* EXERCISE AIM
From the first line of the records through the line containing "const ORDER_COLUMNS: &str", retype every line exactly and nothing else.

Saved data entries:
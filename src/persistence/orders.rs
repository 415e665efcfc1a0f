//! Strategy orders and fills.
//!
//! Status changes are compare-and-swap updates keyed on the current status,
//! checked against [`OrderStatus::can_transition_to`] first, so a stale
//! worker can never move an order backwards.

use super::{
    get_dec, get_json, get_opt_ts, get_parsed, get_ts, opt_ts_to_sql, ts_to_sql, Store,
};
use crate::model::{NewOrder, OrderStatus, StrategyOrder};
use anyhow::{Context, Result};
use chrono::{DateTime, Utc};
use rusqlite::{params, Connection, OptionalExtension, Row};
use rust_decimal::Decimal;

const ORDER_COLUMNS: &str = r#"
    id, strategy, market_id, outcome, token_id, kind, quantity, limit_price, status, paper,
    intent_id, client_order_id, exchange_order_id, filled_quantity, attempts, next_attempt_at,
    unknown_outcome, last_error, last_fill_at, metadata, created_at, updated_at
"#;

const WORKING: &str = "('submitted', 'live', 'partially_filled')";

/// Outcome of one submission attempt that left the order in `submitted`.
#[derive(Debug, Clone, PartialEq)]
pub struct OrderAttempt {
    pub attempts: u32,
    pub next_attempt_at: Option<DateTime<Utc>>,
    pub unknown_outcome: bool,
    pub last_error: Option<String>,
}

fn order_from_row(row: &Row<'_>) -> rusqlite::Result<StrategyOrder> {
    Ok(StrategyOrder {
        id: row.get("id")?,
        strategy: row.get("strategy")?,
        market_id: row.get("market_id")?,
        outcome: row.get("outcome")?,
        token_id: row.get("token_id")?,
        kind: get_parsed(row, "kind")?,
        quantity: get_dec(row, "quantity")?,
        limit_price: get_dec(row, "limit_price")?,
        status: get_parsed(row, "status")?,
        paper: row.get("paper")?,
        intent_id: row.get("intent_id")?,
        client_order_id: row.get("client_order_id")?,
        exchange_order_id: row.get("exchange_order_id")?,
        filled_quantity: get_dec(row, "filled_quantity")?,
        attempts: row.get("attempts")?,
        next_attempt_at: get_opt_ts(row, "next_attempt_at")?,
        unknown_outcome: row.get("unknown_outcome")?,
        last_error: row.get("last_error")?,
        last_fill_at: get_opt_ts(row, "last_fill_at")?,
        metadata: get_json(row, "metadata")?,
        created_at: get_ts(row, "created_at")?,
        updated_at: get_ts(row, "updated_at")?,
    })
}

/// Insert an order for an intent. Returns `None` when the intent already has
/// an order.
pub(crate) fn insert_order(conn: &Connection, order: &NewOrder) -> Result<Option<i64>> {
    let inserted = conn
        .execute(
            r#"
            INSERT INTO strategy_orders (strategy, market_id, outcome, token_id, kind, quantity,
                                         limit_price, status, paper, intent_id, client_order_id,
                                         metadata, created_at, updated_at)
            VALUES (?1, ?2, ?3, ?4, ?5, ?6, ?7, 'submitted', ?8, ?9, ?10, ?11, ?12, ?12)
            ON CONFLICT DO NOTHING
            "#,
            params![
                order.strategy,
                order.market_id,
                order.outcome,
                order.token_id,
                order.kind.as_str(),
                order.quantity.to_string(),
                order.limit_price.to_string(),
                order.paper,
                order.intent_id,
                order.client_order_id(),
                order.metadata.to_string(),
                ts_to_sql(order.created_at),
            ],
        )
        .context("Failed to insert strategy order")?;

    if inserted == 0 {
        return Ok(None);
    }
    Ok(Some(conn.last_insert_rowid()))
}

pub(crate) fn load_order(conn: &Connection, id: i64) -> Result<Option<StrategyOrder>> {
    let order = conn
        .query_row(
            &format!("SELECT {} FROM strategy_orders WHERE id = ?1", ORDER_COLUMNS),
            [id],
            order_from_row,
        )
        .optional()?;
    Ok(order)
}

/// Compare-and-swap the order status from `from` to `to`.
pub(crate) fn transition_order(
    conn: &Connection,
    id: i64,
    from: OrderStatus,
    to: OrderStatus,
    error: Option<&str>,
    now: DateTime<Utc>,
) -> Result<bool> {
    anyhow::ensure!(
        from.can_transition_to(to),
        "illegal order transition {} -> {} for order {}",
        from,
        to,
        id
    );

    let updated = conn.execute(
        r#"
        UPDATE strategy_orders
        SET status = ?3, last_error = COALESCE(?4, last_error), updated_at = ?5
        WHERE id = ?1 AND status = ?2
        "#,
        params![id, from.as_str(), to.as_str(), error, ts_to_sql(now)],
    )?;
    Ok(updated == 1)
}

/// Record fill progress, optionally moving the status forward.
pub(crate) fn record_fill_progress(
    conn: &Connection,
    id: i64,
    from: OrderStatus,
    to: OrderStatus,
    filled_quantity: Decimal,
    last_fill_at: DateTime<Utc>,
    now: DateTime<Utc>,
) -> Result<bool> {
    anyhow::ensure!(
        from == to || from.can_transition_to(to),
        "illegal order transition {} -> {} for order {}",
        from,
        to,
        id
    );

    let updated = conn.execute(
        r#"
        UPDATE strategy_orders
        SET status = ?3, filled_quantity = ?4, last_fill_at = ?5, updated_at = ?6
        WHERE id = ?1 AND status = ?2
        "#,
        params![
            id,
            from.as_str(),
            to.as_str(),
            filled_quantity.to_string(),
            ts_to_sql(last_fill_at),
            ts_to_sql(now),
        ],
    )?;
    Ok(updated == 1)
}

/// Append a fill. Returns false when the exchange fill id was already recorded.
pub(crate) fn insert_fill(
    conn: &Connection,
    order_id: i64,
    exchange_fill_id: &str,
    quantity: Decimal,
    price: Decimal,
    ts: DateTime<Utc>,
    paper: bool,
) -> Result<bool> {
    let inserted = conn.execute(
        r#"
        INSERT INTO fills (order_id, exchange_fill_id, quantity, price, ts, paper)
        VALUES (?1, ?2, ?3, ?4, ?5, ?6)
        ON CONFLICT(exchange_fill_id) DO NOTHING
        "#,
        params![
            order_id,
            exchange_fill_id,
            quantity.to_string(),
            price.to_string(),
            ts_to_sql(ts),
            paper,
        ],
    )?;
    Ok(inserted == 1)
}

/// Whether a non-terminal closing order exists for the outcome.
pub(crate) fn has_open_exit_order(
    conn: &Connection,
    strategy: &str,
    market_id: &str,
    outcome: u32,
) -> Result<bool> {
    let count: i64 = conn.query_row(
        &format!(
            "SELECT COUNT(*) FROM strategy_orders WHERE strategy = ?1 AND market_id = ?2 AND outcome = ?3 AND kind = 'exit' AND status IN {}",
            WORKING
        ),
        params![strategy, market_id, outcome],
        |row| row.get(0),
    )?;
    Ok(count > 0)
}

/// Outcomes with a working entry order but no ledger position yet.
pub(crate) fn count_inflight_entries(conn: &Connection, strategy: &str) -> Result<u32> {
    let count: i64 = conn.query_row(
        &format!(
            r#"
            SELECT COUNT(DISTINCT o.market_id || '#' || o.outcome) FROM strategy_orders o
            WHERE o.strategy = ?1 AND o.kind = 'entry' AND o.status IN {}
              AND NOT EXISTS (
                  SELECT 1 FROM positions p
                  WHERE p.strategy = o.strategy AND p.market_id = o.market_id AND p.outcome = o.outcome
              )
            "#,
            WORKING
        ),
        [strategy],
        |row| row.get(0),
    )?;
    Ok(count.max(0) as u32)
}

pub(crate) fn count_inflight_entries_for_market(
    conn: &Connection,
    strategy: &str,
    market_id: &str,
) -> Result<u32> {
    let count: i64 = conn.query_row(
        &format!(
            r#"
            SELECT COUNT(DISTINCT o.outcome) FROM strategy_orders o
            WHERE o.strategy = ?1 AND o.market_id = ?2 AND o.kind = 'entry' AND o.status IN {}
              AND NOT EXISTS (
                  SELECT 1 FROM positions p
                  WHERE p.strategy = o.strategy AND p.market_id = o.market_id AND p.outcome = o.outcome
              )
            "#,
            WORKING
        ),
        params![strategy, market_id],
        |row| row.get(0),
    )?;
    Ok(count.max(0) as u32)
}

impl Store {
    pub fn get_order(&self, id: i64) -> Result<Option<StrategyOrder>> {
        load_order(&self.conn, id)
    }

    /// `submitted` orders due for a submission attempt, oldest first.
    pub fn submittable_orders(
        &self,
        strategy: &str,
        paper: bool,
        now: DateTime<Utc>,
        limit: usize,
    ) -> Result<Vec<StrategyOrder>> {
        let mut stmt = self.conn.prepare(&format!(
            r#"
            SELECT {} FROM strategy_orders
            WHERE strategy = ?1 AND paper = ?2 AND status = 'submitted'
              AND (next_attempt_at IS NULL OR next_attempt_at <= ?3)
            ORDER BY id ASC
            LIMIT ?4
            "#,
            ORDER_COLUMNS
        ))?;
        let orders = stmt
            .query_map(
                params![strategy, paper, ts_to_sql(now), limit as i64],
                order_from_row,
            )?
            .collect::<rusqlite::Result<Vec<_>>>()?;
        Ok(orders)
    }

    /// `live` and `partially_filled` orders, oldest first.
    pub fn working_orders(
        &self,
        strategy: &str,
        paper: bool,
        limit: usize,
    ) -> Result<Vec<StrategyOrder>> {
        let mut stmt = self.conn.prepare(&format!(
            r#"
            SELECT {} FROM strategy_orders
            WHERE strategy = ?1 AND paper = ?2 AND status IN ('live', 'partially_filled')
            ORDER BY id ASC
            LIMIT ?3
            "#,
            ORDER_COLUMNS
        ))?;
        let orders = stmt
            .query_map(params![strategy, paper, limit as i64], order_from_row)?
            .collect::<rusqlite::Result<Vec<_>>>()?;
        Ok(orders)
    }

    pub fn transition_order(
        &self,
        id: i64,
        from: OrderStatus,
        to: OrderStatus,
        error: Option<&str>,
        now: DateTime<Utc>,
    ) -> Result<bool> {
        transition_order(&self.conn, id, from, to, error, now)
    }

    /// `submitted → live`, recording the exchange order id.
    pub fn mark_order_live(
        &self,
        id: i64,
        exchange_order_id: &str,
        now: DateTime<Utc>,
    ) -> Result<bool> {
        let updated = self.conn.execute(
            r#"
            UPDATE strategy_orders
            SET status = 'live',
                exchange_order_id = ?2,
                unknown_outcome = 0,
                next_attempt_at = NULL,
                metadata = json_set(metadata, '$.exchange_order_id', ?2, '$.posted_at', ?3),
                updated_at = ?3
            WHERE id = ?1 AND status = 'submitted'
            "#,
            params![id, exchange_order_id, ts_to_sql(now)],
        )?;
        Ok(updated == 1)
    }

    /// Store retry bookkeeping for an order that stays `submitted`.
    pub fn record_submit_attempt(
        &self,
        id: i64,
        attempt: &OrderAttempt,
        now: DateTime<Utc>,
    ) -> Result<bool> {
        let updated = self.conn.execute(
            r#"
            UPDATE strategy_orders
            SET attempts = ?2, next_attempt_at = ?3, unknown_outcome = ?4, last_error = ?5, updated_at = ?6
            WHERE id = ?1 AND status = 'submitted'
            "#,
            params![
                id,
                attempt.attempts,
                opt_ts_to_sql(attempt.next_attempt_at),
                attempt.unknown_outcome,
                attempt.last_error,
                ts_to_sql(now),
            ],
        )?;
        Ok(updated == 1)
    }

    /// Outcomes with an order that has not reached a terminal status.
    pub fn outcomes_with_working_orders(&self, strategy: &str) -> Result<Vec<(String, u32)>> {
        let mut stmt = self.conn.prepare(&format!(
            "SELECT DISTINCT market_id, outcome FROM strategy_orders WHERE strategy = ?1 AND status IN {} ORDER BY market_id, outcome",
            WORKING
        ))?;
        let rows = stmt
            .query_map([strategy], |row| Ok((row.get(0)?, row.get(1)?)))?
            .collect::<rusqlite::Result<Vec<_>>>()?;
        Ok(rows)
    }

    /// Order counts by status for one strategy.
    pub fn order_status_counts(&self, strategy: &str) -> Result<Vec<(OrderStatus, u64)>> {
        let mut stmt = self.conn.prepare(
            "SELECT status, COUNT(*) FROM strategy_orders WHERE strategy = ?1 GROUP BY status ORDER BY status",
        )?;
        let rows = stmt
            .query_map([strategy], |row| {
                Ok((get_parsed::<OrderStatus>(row, "status")?, row.get::<_, i64>(1)?))
            })?
            .collect::<rusqlite::Result<Vec<_>>>()?;
        Ok(rows.into_iter().map(|(s, n)| (s, n.max(0) as u64)).collect())
    }

    /// Signed fill quantities recorded for an order.
    pub fn fills_for_order(&self, order_id: i64) -> Result<Vec<(String, Decimal, Decimal)>> {
        let mut stmt = self.conn.prepare(
            "SELECT exchange_fill_id, quantity, price FROM fills WHERE order_id = ?1 ORDER BY ts ASC, id ASC",
        )?;
        let fills = stmt
            .query_map([order_id], |row| {
                Ok((
                    row.get::<_, String>("exchange_fill_id")?,
                    get_dec(row, "quantity")?,
                    get_dec(row, "price")?,
                ))
            })?
            .collect::<rusqlite::Result<Vec<_>>>()?;
        Ok(fills)
    }
}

* ANSWER FOR THE TASK
filename src/persistence/orders.rs
repository 415e665efcfc1a0f
//! Strategy orders and fills.
//!
//! Status changes are compare-and-swap updates keyed on the current status,
//! checked against [`OrderStatus::can_transition_to`] first, so a stale
//! worker can never move an order backwards.

use super::{
    get_dec, get_json, get_opt_ts, get_parsed, get_ts, opt_ts_to_sql, ts_to_sql, Store,
};
use crate::model::{NewOrder, OrderStatus, StrategyOrder};
use anyhow::{Context, Result};
use chrono::{DateTime, Utc};
use rusqlite::{params, Connection, OptionalExtension, Row};
use rust_decimal::Decimal;

const ORDER_COLUMNS: &str = r#"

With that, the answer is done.